PROMPT = Output the entries exactly.
------------------------------------------------
//! 事件过滤
//!
//! 判断一次推送事件是否需要部署。规则按顺序执行：
//! 1. Content-Type 必须是 JSON，且请求体可解析为推送事件
//! 2. 事件类型头（如存在）必须是 push；ping 及其他事件直接返回 200
//! 3. 必须包含非空的 `ref`
//! 4. 删除分支的推送不部署
//! 5. `ref` 必须与目标 ref 完全一致，否则视为正常的无操作

use axum::http::{header, HeaderMap};
use bytes::Bytes;
use serde::{Deserialize, Serialize};
use std::fmt;

use crate::domain::deploy::DeploymentEvent;

/// 推送平台使用的事件类型头
const EVENT_HEADERS: [&str; 3] = ["x-github-event", "x-gitea-event", "x-gogs-event"];

/// 投递 ID 头
const DELIVERY_HEADERS: [&str; 3] = ["x-github-delivery", "x-gitea-delivery", "x-gogs-delivery"];

/// 过滤拒绝原因（客户端错误）
#[derive(Debug, Clone, PartialEq)]
pub enum FilterError {
    /// 请求体不是合法的 JSON 推送事件
    MalformedPayload(String),
    /// 缺少 ref 字段
    MissingRef,
}

impl FilterError {
    /// 响应中使用的错误码
    pub fn code(&self) -> &'static str {
        match self {
            FilterError::MalformedPayload(_) => "MalformedPayload",
            FilterError::MissingRef => "MissingRef",
        }
    }
}

impl fmt::Display for FilterError {
    fn fmt(&self, f: &mut fmt::Formatter<'_>) -> fmt::Result {
        match self {
            FilterError::MalformedPayload(msg) => write!(f, "Malformed payload: {}", msg),
            FilterError::MissingRef => write!(f, "Payload has no 'ref' field"),
        }
    }
}

impl std::error::Error for FilterError {}

/// 忽略原因
#[derive(Debug, Clone, Copy, PartialEq, Serialize)]
#[serde(rename_all = "snake_case")]
pub enum IgnoreReason {
    Ping,
    UnsupportedEvent,
    BranchDeleted,
    RefMismatch,
}

impl IgnoreReason {
    pub fn as_str(&self) -> &'static str {
        match self {
            IgnoreReason::Ping => "ping",
            IgnoreReason::UnsupportedEvent => "unsupported_event",
            IgnoreReason::BranchDeleted => "branch_deleted",
            IgnoreReason::RefMismatch => "ref_mismatch",
        }
    }
}

/// 过滤结果
#[derive(Debug)]
pub enum FilterDecision {
    /// 需要部署
    Deploy(DeploymentEvent),
    /// 忽略（HTTP 200, triggered=false）
    Ignore {
        reason: IgnoreReason,
        reference: Option<String>,
    },
}

/// 推送事件中用到的字段
#[derive(Debug, Deserialize)]
struct PushPayload {
    #[serde(rename = "ref")]
    reference: Option<serde_json::Value>,
    after: Option<String>,
    #[serde(default)]
    deleted: bool,
}

/// 评估一次请求
pub fn evaluate(
    raw_body: Bytes,
    headers: HeaderMap,
    target_ref: &str,
) -> Result<FilterDecision, FilterError> {
    if !is_json_content_type(&headers) {
        return Err(FilterError::MalformedPayload(
            "Content-Type must be application/json".to_string(),
        ));
    }

    let value: serde_json::Value = serde_json::from_slice(&raw_body)
        .map_err(|e| FilterError::MalformedPayload(e.to_string()))?;
    if !value.is_object() {
        return Err(FilterError::MalformedPayload(
            "payload must be a JSON object".to_string(),
        ));
    }
    let payload: PushPayload = serde_json::from_value(value)
        .map_err(|e| FilterError::MalformedPayload(e.to_string()))?;

    match event_type(&headers) {
        Some("push") | None => {}
        Some("ping") => {
            return Ok(FilterDecision::Ignore {
                reason: IgnoreReason::Ping,
                reference: None,
            })
        }
        Some(_) => {
            return Ok(FilterDecision::Ignore {
                reason: IgnoreReason::UnsupportedEvent,
                reference: None,
            })
        }
    }

    let reference = payload
        .reference
        .as_ref()
        .and_then(|v| v.as_str())
        .filter(|r| !r.is_empty())
        .ok_or(FilterError::MissingRef)?
        .to_string();

    if payload.deleted {
        return Ok(FilterDecision::Ignore {
            reason: IgnoreReason::BranchDeleted,
            reference: Some(reference),
        });
    }

    if reference != target_ref {
        return Ok(FilterDecision::Ignore {
            reason: IgnoreReason::RefMismatch,
            reference: Some(reference),
        });
    }

    let delivery_id = first_header(&headers, &DELIVERY_HEADERS).map(str::to_string);
    Ok(FilterDecision::Deploy(DeploymentEvent {
        reference,
        commit: payload.after,
        delivery_id,
        raw_body,
        headers,
    }))
}

/// `application/json`，允许附带参数（如 charset）
fn is_json_content_type(headers: &HeaderMap) -> bool {
    headers
        .get(header::CONTENT_TYPE)
        .and_then(|v| v.to_str().ok())
        .and_then(|v| v.split(';').next())
        .map(|mime| mime.trim().eq_ignore_ascii_case("application/json"))
        .unwrap_or(false)
}

fn event_type(headers: &HeaderMap) -> Option<&str> {
    first_header(headers, &EVENT_HEADERS).map(str::trim)
}

fn first_header<'a>(headers: &'a HeaderMap, names: &[&str]) -> Option<&'a str> {
    names
        .iter()
        .find_map(|name| headers.get(*name).and_then(|v| v.to_str().ok()))
}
------------------------------------------------
WRITTEN SOLUTION =
//! 事件过滤
//!
//! 判断一次推送事件是否需要部署。规则按顺序执行：
//! 1. Content-Type 必须是 JSON，且请求体可解析为推送事件
//! 2. 事件类型头（如存在）必须是 push；ping 及其他事件直接返回 200
//! 3. 必须包含非空的 `ref`
//! 4. 删除分支的推送不部署
//! 5. `ref` 必须与目标 ref 完全一致，否则视为正常的无操作

use axum::http::{header, HeaderMap};
use bytes::Bytes;
use serde::{Deserialize, Serialize};
use std::fmt;

use crate::domain::deploy::DeploymentEvent;

/// 推送平台使用的事件类型头
const EVENT_HEADERS: [&str; 3] = ["x-github-event", "x-gitea-event", "x-gogs-event"];

/// 投递 ID 头
const DELIVERY_HEADERS: [&str; 3] = ["x-github-delivery", "x-gitea-delivery", "x-gogs-delivery"];

/// 过滤拒绝原因（客户端错误）
#[derive(Debug, Clone, PartialEq)]
pub enum FilterError {
    /// 请求体不是合法的 JSON 推送事件
    MalformedPayload(String),
    /// 缺少 ref 字段
    MissingRef,
}

impl FilterError {
    /// 响应中使用的错误码
    pub fn code(&self) -> &'static str {
        match self {
            FilterError::MalformedPayload(_) => "MalformedPayload",
            FilterError::MissingRef => "MissingRef",
        }
    }
}

impl fmt::Display for FilterError {
    fn fmt(&self, f: &mut fmt::Formatter<'_>) -> fmt::Result {
        match self {
            FilterError::MalformedPayload(msg) => write!(f, "Malformed payload: {}", msg),
            FilterError::MissingRef => write!(f, "Payload has no 'ref' field"),
        }
    }
}

impl std::error::Error for FilterError {}

/// 忽略原因
#[derive(Debug, Clone, Copy, PartialEq, Serialize)]
#[serde(rename_all = "snake_case")]
pub enum IgnoreReason {
    Ping,
    UnsupportedEvent,
    BranchDeleted,
    RefMismatch,
}

impl IgnoreReason {
    pub fn as_str(&self) -> &'static str {
        match self {
            IgnoreReason::Ping => "ping",
            IgnoreReason::UnsupportedEvent => "unsupported_event",
            IgnoreReason::BranchDeleted => "branch_deleted",
            IgnoreReason::RefMismatch => "ref_mismatch",
        }
    }
}

/// 过滤结果
#[derive(Debug)]
pub enum FilterDecision {
    /// 需要部署
    Deploy(DeploymentEvent),
    /// 忽略（HTTP 200, triggered=false）
    Ignore {
        reason: IgnoreReason,
        reference: Option<String>,
    },
}

/// 推送事件中用到的字段
#[derive(Debug, Deserialize)]
struct PushPayload {
    #[serde(rename = "ref")]
    reference: Option<serde_json::Value>,
    after: Option<String>,
    #[serde(default)]
    deleted: bool,
}

/// 评估一次请求
pub fn evaluate(
    raw_body: Bytes,
    headers: HeaderMap,
    target_ref: &str,
) -> Result<FilterDecision, FilterError> {
    if !is_json_content_type(&headers) {
        return Err(FilterError::MalformedPayload(
            "Content-Type must be application/json".to_string(),
        ));
    }

    let value: serde_json::Value = serde_json::from_slice(&raw_body)
        .map_err(|e| FilterError::MalformedPayload(e.to_string()))?;
    if !value.is_object() {
        return Err(FilterError::MalformedPayload(
            "payload must be a JSON object".to_string(),
        ));
    }
    let payload: PushPayload = serde_json::from_value(value)
        .map_err(|e| FilterError::MalformedPayload(e.to_string()))?;

    match event_type(&headers) {
        Some("push") | None => {}
        Some("ping") => {
            return Ok(FilterDecision::Ignore {
                reason: IgnoreReason::Ping,
                reference: None,
            })
        }
        Some(_) => {
            return Ok(FilterDecision::Ignore {
                reason: IgnoreReason::UnsupportedEvent,
                reference: None,
            })
        }
    }

    let reference = payload
        .reference
        .as_ref()
        .and_then(|v| v.as_str())
        .filter(|r| !r.is_empty())
        .ok_or(FilterError::MissingRef)?
        .to_string();

    if payload.deleted {
        return Ok(FilterDecision::Ignore {
            reason: IgnoreReason::BranchDeleted,
            reference: Some(reference),
        });
    }

    if reference != target_ref {
        return Ok(FilterDecision::Ignore {
            reason: IgnoreReason::RefMismatch,
            reference: Some(reference),
        });
    }

    let delivery_id = first_header(&headers, &DELIVERY_HEADERS).map(str::to_string);
    Ok(FilterDecision::Deploy(DeploymentEvent {
        reference,
        commit: payload.after,
        delivery_id,
        raw_body,
        headers,
    }))
}

/// `application/json`，允许附带参数（如 charset）
fn is_json_content_type(headers: &HeaderMap) -> bool {
    headers
        .get(header::CONTENT_TYPE)
        .and_then(|v| v.to_str().ok())
        .and_then(|v| v.split(';').next())
        .map(|mime| mime.trim().eq_ignore_ascii_case("application/json"))
        .unwrap_or(false)
}

fn event_type(headers: &HeaderMap) -> Option<&str> {
    first_header(headers, &EVENT_HEADERS).map(str::trim)
}

fn first_header<'a>(headers: &'a HeaderMap, names: &[&str]) -> Option<&'a str> {
    names
        .iter()
        .find_map(|name| headers.get(*name).and_then(|v| v.to_str().ok()))
}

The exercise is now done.